Twice each week millions of newspaper readers around the country read the Maryland-based columnist’s views as he covers issues ranging from teachers unions, to citizen journalists, to the “gospel of unadulterated hate.” His response to the Sept. 11 attacks on America—an angry and defiant open letter to the terrorists—circulated the globe via the Internet, generated some 30,000 e-mail messages, and has since been set to music, reprinted in poster form, and read on television.
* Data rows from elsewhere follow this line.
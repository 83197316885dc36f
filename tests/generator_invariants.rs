//! Graph-wide properties of the state-space generator

mod common;

use campfire::{
    Error,
    adapters::StatsObserver,
    mdp::{SolverConfig, ValueIteration},
    types::{ActionKind, Delivery},
    world::{FailureReason, FinalDeliveryGate, Generator, RuleCatalog, generate},
};
use common::*;

#[test]
fn short_tiny_board_satisfies_graph_invariants() {
    let catalog = short_tiny_board(20.0);
    let graph = generate(catalog.initial_state(), &catalog).unwrap();

    assert!(graph.len() > 1);
    assert!(!graph.failing_states().is_empty());
    assert_graph_invariants(&graph);

    let stats = graph.stats();
    assert_eq!(stats.total_states, graph.len());
    assert_eq!(stats.transitions, graph.transition_count());
    assert!(stats.final_ratio() <= 1.0);
}

#[test]
fn fast_pace_adds_fast_moves_and_keeps_invariants() {
    let catalog = short_tiny_board(10.0).with_fast_pace(true);
    let graph = generate(catalog.initial_state(), &catalog).unwrap();
    assert_graph_invariants(&graph);

    let fast_edges = graph
        .states()
        .flat_map(|(id, _)| graph.transitions_from(id))
        .filter(|t| t.kind == ActionKind::FastMove)
        .count();
    assert!(fast_edges > 0, "expected fast moves with fast pace enabled");

    let slow = short_tiny_board(10.0);
    let slow_graph = generate(slow.initial_state(), &slow).unwrap();
    assert!(graph.len() > slow_graph.len());
}

#[test]
fn generation_is_deterministic() {
    let catalog = short_tiny_board(16.0);
    let first = generate(catalog.initial_state(), &catalog).unwrap();
    let second = generate(catalog.initial_state(), &catalog).unwrap();

    assert_eq!(first.stats(), second.stats());
    assert_eq!(first.accepting_states(), second.accepting_states());
    assert_eq!(first.failing_states(), second.failing_states());
    for (id, state) in first.states() {
        assert_eq!(state, second.state(id));
        assert_eq!(first.edges(id), second.edges(id));
    }
}

#[test]
fn starved_initial_state_is_failing_without_edges() {
    let catalog = scenarios_tiny();
    let mut initial = catalog.initial_state();
    initial.satiety = 0.0;

    let graph = generate(initial, &catalog).unwrap();
    assert_eq!(graph.len(), 1);
    let root = graph.initial();
    assert!(graph.is_failing(root));
    assert!(graph.edges(root).is_empty());
    assert_eq!(graph.failure_reason(root), Some(FailureReason::Starved));
}

#[test]
fn exhausted_time_is_failing() {
    let catalog = scenarios_tiny();
    let mut initial = catalog.initial_state();
    initial.remaining_time = 0.0;

    let graph = generate(initial, &catalog).unwrap();
    assert_eq!(graph.failure_reason(graph.initial()), Some(FailureReason::OutOfTime));
}

#[test]
fn state_limit_aborts_generation() {
    let catalog = short_tiny_board(30.0).with_max_states(500);
    match generate(catalog.initial_state(), &catalog) {
        Err(Error::StateLimitExceeded { limit }) => assert_eq!(limit, 500),
        other => panic!("expected state limit error, got {:?}", other.map(|g| g.len())),
    }
}

#[test]
fn out_of_board_start_is_a_configuration_error() {
    let catalog = RuleCatalog::new(3, 3, (0, 3));
    let initial = campfire::State::new((0, 0).into(), 5.0, 5.0);
    assert!(matches!(
        generate(initial, &catalog),
        Err(Error::OutOfBoard { .. })
    ));
}

#[test]
fn near_full_reservation_keeps_every_edge_positive() {
    let board = |reserved: f64| {
        RuleCatalog::new(3, 3, (1, 1))
            .with_delivery_zone((2, 2))
            .with_filling_station((0, 0))
            .with_max_satiety(6.0)
            .with_max_time(8.0)
            .add_log_cell((1, 1), 2)
            .with_preferences(0.8, reserved)
    };

    let catalog = board(0.99);
    let graph = generate(catalog.initial_state(), &catalog).unwrap();
    assert_graph_invariants(&graph);

    let full = board(1.0);
    assert!(matches!(
        generate(full.initial_state(), &full),
        Err(Error::InvalidConfiguration { .. })
    ));
}

#[test]
fn colocated_log_cells_are_a_configuration_error() {
    let catalog = single_cell_board().add_log_cell((0, 0), 3);
    assert!(matches!(
        Generator::new(&catalog),
        Err(Error::InvalidConfiguration { .. })
    ));
}

#[test]
fn fuel_deliveries_respect_the_configured_gate() {
    for gate in [FinalDeliveryGate::AtLeastOneLog, FinalDeliveryGate::Quota] {
        let catalog = short_tiny_board(24.0).with_final_delivery_gate(gate);
        let graph = generate(catalog.initial_state(), &catalog).unwrap();
        for (id, state) in graph.states() {
            for transition in graph.transitions_from(id) {
                if transition.item == Some(Delivery::Fuel) {
                    assert!(
                        gate.allows(&state.delivered_counts(), &catalog.targets),
                        "fuel delivered from {state} under {gate:?}"
                    );
                }
            }
        }
    }
}

#[test]
fn single_cell_board_can_be_won() {
    let catalog = single_cell_board();
    let graph = generate(catalog.initial_state(), &catalog).unwrap();
    assert_graph_invariants(&graph);

    let root = graph.initial();
    let first: Vec<_> = graph.transitions_from(root).collect();
    assert_eq!(first.len(), 1);
    assert_eq!(first[0].action_name(), "load-log");
    assert!((first[0].probability - 1.0).abs() < TOLERANCE);

    assert!(!graph.accepting_states().is_empty());
    for id in graph.accepting_states() {
        let state = graph.state(*id);
        assert!(state.ignited);
        assert!(state.is_right_amount(&catalog.targets));
    }

    let unload = graph
        .states()
        .flat_map(|(id, _)| graph.transitions_from(id))
        .find(|t| t.action_name() == "unload-log")
        .expect("the log must be deliverable");
    assert!((unload.feedback - (0.2 * -0.1 + 0.1 * -1.0 + 5.0)).abs() < 1e-9);
}

#[test]
fn observers_see_every_state_once() {
    let catalog = short_tiny_board(14.0);
    let observer = StatsObserver::new();
    let handle = observer.handle();
    let graph = Generator::new(&catalog)
        .unwrap()
        .with_observer(Box::new(observer))
        .generate(catalog.initial_state())
        .unwrap();

    let counts = handle.lock().unwrap().clone();
    assert_eq!(counts.generations, 1);
    assert_eq!(counts.accepting, graph.accepting_states().len());
    assert_eq!(counts.failing(), graph.failing_states().len());
    assert_eq!(
        counts.expanded + counts.accepting + counts.failing(),
        graph.len()
    );
    assert_eq!(counts.final_stats, Some(graph.stats()));
}

#[test]
fn projected_graph_is_solvable() {
    let catalog = single_cell_board();
    let graph = generate(catalog.initial_state(), &catalog).unwrap();
    let mdp = graph.to_mdp();
    assert_eq!(mdp.len(), graph.len());
    assert_eq!(mdp.accepting_states().len(), graph.accepting_states().len());
    assert!(mdp.validate().is_ok());

    let solution = ValueIteration::new(SolverConfig::new(0.9, 1e-6))
        .solve(&mdp)
        .unwrap();
    let root = graph.initial().to_string();
    assert_eq!(
        solution.action_for(&root).map(|a| a.as_str()),
        Some("load-log")
    );
    assert!(solution.values.values().all(|v| v.is_finite()));
}

#[test]
fn projected_failing_states_do_not_depend_on_the_seed() {
    let two_cells = RuleCatalog::new(2, 1, (0, 0))
        .with_max_satiety(3.0)
        .with_max_time(3.0);
    for catalog in [two_cells, short_tiny_board(12.0)] {
        let graph = generate(catalog.initial_state(), &catalog).unwrap();
        assert!(!graph.failing_states().is_empty());
        let mdp = graph.to_mdp();

        let zero = ValueIteration::new(SolverConfig::new(0.5, 1e-9))
            .solve(&mdp)
            .unwrap();
        let seeded = ValueIteration::new(SolverConfig::new(0.5, 1e-9).with_seed(7, 0.0, 100.0))
            .solve(&mdp)
            .unwrap();

        for id in graph.failing_states() {
            let name = id.to_string();
            assert_eq!(seeded.value_of(&name), Some(0.0), "failing state {name}");
        }
        for (state, value) in &zero.values {
            assert!(
                (seeded.values[state] - value).abs() < 1e-6,
                "{state}: zero-seeded {value} vs uniform-seeded {}",
                seeded.values[state]
            );
        }
    }
}

fn scenarios_tiny() -> RuleCatalog {
    campfire::scenarios::tiny_board()
}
In June 2007 Pitts was confronted with death threats by angry neo-Nazis at a column he wrote about a white couple who were raped and murdered by five black assailants in Knoxville, Tenn. His column described the event as a tragedy and attacked the “crackpots, incendiaries, and flat-out racists who have chosen this tragedy upon which to take an obscene and ludicrous stand.”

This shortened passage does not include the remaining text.